10/3 Tuesday - Day 1 - 2330 PM

Wednesday - Day 2 - 0830 AM

Thursday - Day 3 - 0800 AM

Friday - Day 4 - 1100 AM

Saturday - Day 5 - 2330 PM

Sunday - Day 6 - 1200 PM

Monday - Day 7 - 2330 PM

Tuesday - Day 8 - 2330 PM

10/11 Wednesday - Day 9 - 1700 PM (I did it at last!)

[3 Oct 06: I have nothing to boast of but my humility (which to say, nothing): yes, this is my third attempt at completing this novena!
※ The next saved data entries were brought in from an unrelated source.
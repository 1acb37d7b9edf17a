use crate::models::{RoomId, User};
use std::collections::HashMap;
use std::fmt;
use std::sync::Arc;
use thiserror::Error;
use tokio::sync::{
    mpsc::{unbounded_channel, UnboundedReceiver, UnboundedSender},
    RwLock,
};
use uuid::Uuid;

pub mod broadcast;
pub mod message_types;
pub mod session;

/// Unique identifier for one live connection.
#[derive(Debug, Clone, Copy, PartialEq, Eq, Hash)]
pub struct ConnectionId(Uuid);

impl ConnectionId {
    pub fn new() -> Self {
        Self(Uuid::new_v4())
    }
}

impl Default for ConnectionId {
    fn default() -> Self {
        Self::new()
    }
}

impl fmt::Display for ConnectionId {
    fn fmt(&self, f: &mut fmt::Formatter<'_>) -> fmt::Result {
        self.0.fmt(f)
    }
}

/// A frame could not be handed to a connection because its transport is gone.
#[derive(Debug, Clone, Copy, PartialEq, Eq, Error)]
pub enum DeliveryError {
    #[error("connection is closed")]
    ConnectionClosed,
}

/// Registry entry for one admitted connection.
///
/// Sending pushes onto the connection's outbound queue; the owning session
/// task writes queued frames to the socket in order.
#[derive(Debug, Clone)]
pub struct ConnectionHandle {
    id: ConnectionId,
    username: Arc<str>,
    sender: UnboundedSender<String>,
}

impl ConnectionHandle {
    /// Create a handle for `user` and the receiving end of its outbound queue.
    pub fn open(id: ConnectionId, user: &User) -> (Self, UnboundedReceiver<String>) {
        let (sender, receiver) = unbounded_channel();
        let handle = Self {
            id,
            username: Arc::from(user.username.as_str()),
            sender,
        };
        (handle, receiver)
    }

    pub fn id(&self) -> ConnectionId {
        self.id
    }

    pub fn username(&self) -> &str {
        &self.username
    }

    pub fn send(&self, frame: String) -> Result<(), DeliveryError> {
        self.sender
            .send(frame)
            .map_err(|_| DeliveryError::ConnectionClosed)
    }
}

/// Live connections grouped by room.
///
/// One lock guards the whole map so `add`, `remove` and `snapshot` are atomic
/// with respect to each other. Rooms exist only while they have connections.
#[derive(Default, Clone)]
pub struct ConnectionRegistry {
    // room_id -> connection_id -> handle
    inner: Arc<RwLock<HashMap<RoomId, HashMap<ConnectionId, ConnectionHandle>>>>,
}

impl ConnectionRegistry {
    pub fn new() -> Self {
        Self::default()
    }

    /// Register `handle` under `room_id`. Returns `false` if it was already present.
    pub async fn add(&self, room_id: RoomId, handle: ConnectionHandle) -> bool {
        let mut guard = self.inner.write().await;
        let connections = guard.entry(room_id).or_default();
        if connections.contains_key(&handle.id) {
            return false;
        }
        let connection_id = handle.id;
        connections.insert(connection_id, handle);

        tracing::debug!(
            room_id,
            %connection_id,
            total = connections.len(),
            "connection added to room"
        );
        true
    }

    /// Deregister a connection. Returns `false` if it was not present.
    pub async fn remove(&self, room_id: RoomId, connection_id: ConnectionId) -> bool {
        let mut guard = self.inner.write().await;
        let Some(connections) = guard.get_mut(&room_id) else {
            return false;
        };

        let removed = connections.remove(&connection_id).is_some();
        let remaining = connections.len();
        if remaining == 0 {
            guard.remove(&room_id);
            tracing::debug!(room_id, "removed empty room from registry");
        }
        if removed {
            tracing::debug!(room_id, %connection_id, remaining, "connection removed from room");
        }
        removed
    }

    /// Point-in-time copy of a room's connections.
    pub async fn snapshot(&self, room_id: RoomId) -> Vec<ConnectionHandle> {
        let guard = self.inner.read().await;
        guard
            .get(&room_id)
            .map(|connections| connections.values().cloned().collect())
            .unwrap_or_default()
    }

    pub async fn get(&self, room_id: RoomId, connection_id: ConnectionId) -> Option<ConnectionHandle> {
        let guard = self.inner.read().await;
        guard.get(&room_id)?.get(&connection_id).cloned()
    }

    pub async fn connection_count(&self, room_id: RoomId) -> usize {
        let guard = self.inner.read().await;
        guard.get(&room_id).map(|c| c.len()).unwrap_or(0)
    }

    pub async fn room_count(&self) -> usize {
        self.inner.read().await.len()
    }

    /// Drop every registered connection. Returns how many were dropped.
    ///
    /// Dropping a handle closes its outbound queue, which ends the owning
    /// session with `GoingAway`.
    pub async fn shutdown(&self) -> usize {
        let drained = std::mem::take(&mut *self.inner.write().await);
        let count = drained.values().map(|c| c.len()).sum();
        tracing::info!(rooms = drained.len(), connections = count, "connection registry shut down");
        count
    }
}
use crate::error::{AppError, ValidationError};
use crate::middleware::auth::CurrentUser;
use crate::models::{MessageKind, NewMessage, RoomId};
use crate::state::AppState;
use crate::websocket::message_types::OutboundEvent;
use actix_web::{post, web, HttpResponse};
use serde::Deserialize;
use validator::Validate;

const DEFAULT_MIME_TYPE: &str = "application/octet-stream";

/// A file already stored out of band, announced to the room.
#[derive(Debug, Clone, Deserialize, Validate)]
pub struct AttachmentDescriptor {
    #[validate(length(min = 1, max = 255, message = "file_name must be between 1 and 255 characters"))]
    pub file_name: String,
    #[validate(length(min = 1, max = 255, message = "file_url must be between 1 and 255 characters"))]
    pub file_url: String,
    #[validate(length(min = 1, max = 100, message = "mime_type must be between 1 and 100 characters"))]
    pub mime_type: Option<String>,
}

impl AttachmentDescriptor {
    pub fn mime(&self) -> &str {
        self.mime_type.as_deref().unwrap_or(DEFAULT_MIME_TYPE)
    }

    pub fn kind(&self) -> MessageKind {
        MessageKind::from_mime(self.mime())
    }

    /// Human-readable body, e.g. `Image: cat.png`.
    pub fn description(&self) -> String {
        let label = match self.kind() {
            MessageKind::Image => "Image",
            MessageKind::Video => "Video",
            _ => "File",
        };
        format!("{label}: {}", self.file_name)
    }
}

/// POST /rooms/{room_id}/attachments
///
/// Persists a message for the attachment and broadcasts it to everyone in the room.
#[post("/rooms/{room_id}/attachments")]
pub async fn announce_attachment(
    state: web::Data<AppState>,
    user: CurrentUser,
    path: web::Path<RoomId>,
    body: web::Json<AttachmentDescriptor>,
) -> Result<HttpResponse, AppError> {
    let room_id = path.into_inner();
    let descriptor = body.into_inner();
    descriptor.validate().map_err(ValidationError::from)?;

    state
        .rooms
        .resolve_room(room_id)
        .await?
        .ok_or(AppError::RoomNotFound)?;

    let content = descriptor.description();
    let input = NewMessage {
        room_id,
        author: user.0,
        content: Some(content.clone()),
        kind: descriptor.kind(),
        file_ref: Some(descriptor.file_url.clone()),
        mime_type: Some(descriptor.mime().to_string()),
    };
    let stored = state.pipeline.create(input).await?;
    let message = stored.into_plain(Some(content));

    let event = OutboundEvent::Message(message.clone());
    match state.dispatcher.broadcast(room_id, &event, None).await {
        Ok(report) => tracing::info!(
            room_id,
            message_id = message.id,
            delivered = report.delivered,
            "attachment announced"
        ),
        Err(e) => tracing::error!(room_id, message_id = message.id, error = %e, "attachment broadcast failed"),
    }

    Ok(HttpResponse::Created().json(message))
}

#[cfg(test)]
mod tests {
    use super::*;

    fn descriptor(mime: Option<&str>) -> AttachmentDescriptor {
        AttachmentDescriptor {
            file_name: "cat.png".into(),
            file_url: "/uploads/cat.png".into(),
            mime_type: mime.map(str::to_string),
        }
    }

    #[test]
    fn kind_and_description_follow_mime() {
        assert_eq!(descriptor(Some("image/png")).kind(), MessageKind::Image);
        assert_eq!(descriptor(Some("image/png")).description(), "Image: cat.png");
        assert_eq!(descriptor(Some("video/mp4")).description(), "Video: cat.png");
        assert_eq!(descriptor(Some("application/pdf")).description(), "File: cat.png");
    }

    #[test]
    fn missing_mime_defaults_to_octet_stream() {
        let d = descriptor(None);
        assert_eq!(d.mime(), "application/octet-stream");
        assert_eq!(d.kind(), MessageKind::File);
    }

    #[test]
    fn empty_file_name_is_invalid() {
        let mut d = descriptor(None);
        d.file_name.clear();
        let err = ValidationError::from(d.validate().unwrap_err());
        assert_eq!(err.issues[0].field, "file_name");
    }
}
I may (and do) fail, but by God's grace, I will not give up.

"1:
Therefore, since we are surrounded by so great a cloud of witnesses, let us also lay aside every weight, and sin which clings so closely, and let us run with perseverance the race that is set before us, 2: looking to Jesus the pioneer and perfecter of our faith, who for the joy that was set before him endured the cross, despising the shame, and is seated at the right hand of the throne of God. 3: Consider him who endured from sinners such hostility against himself, so that you may not grow weary or fainthearted. 4: In your struggle against sin you have not yet resisted to the point of shedding your blood." Hebrews 12:1-4 ]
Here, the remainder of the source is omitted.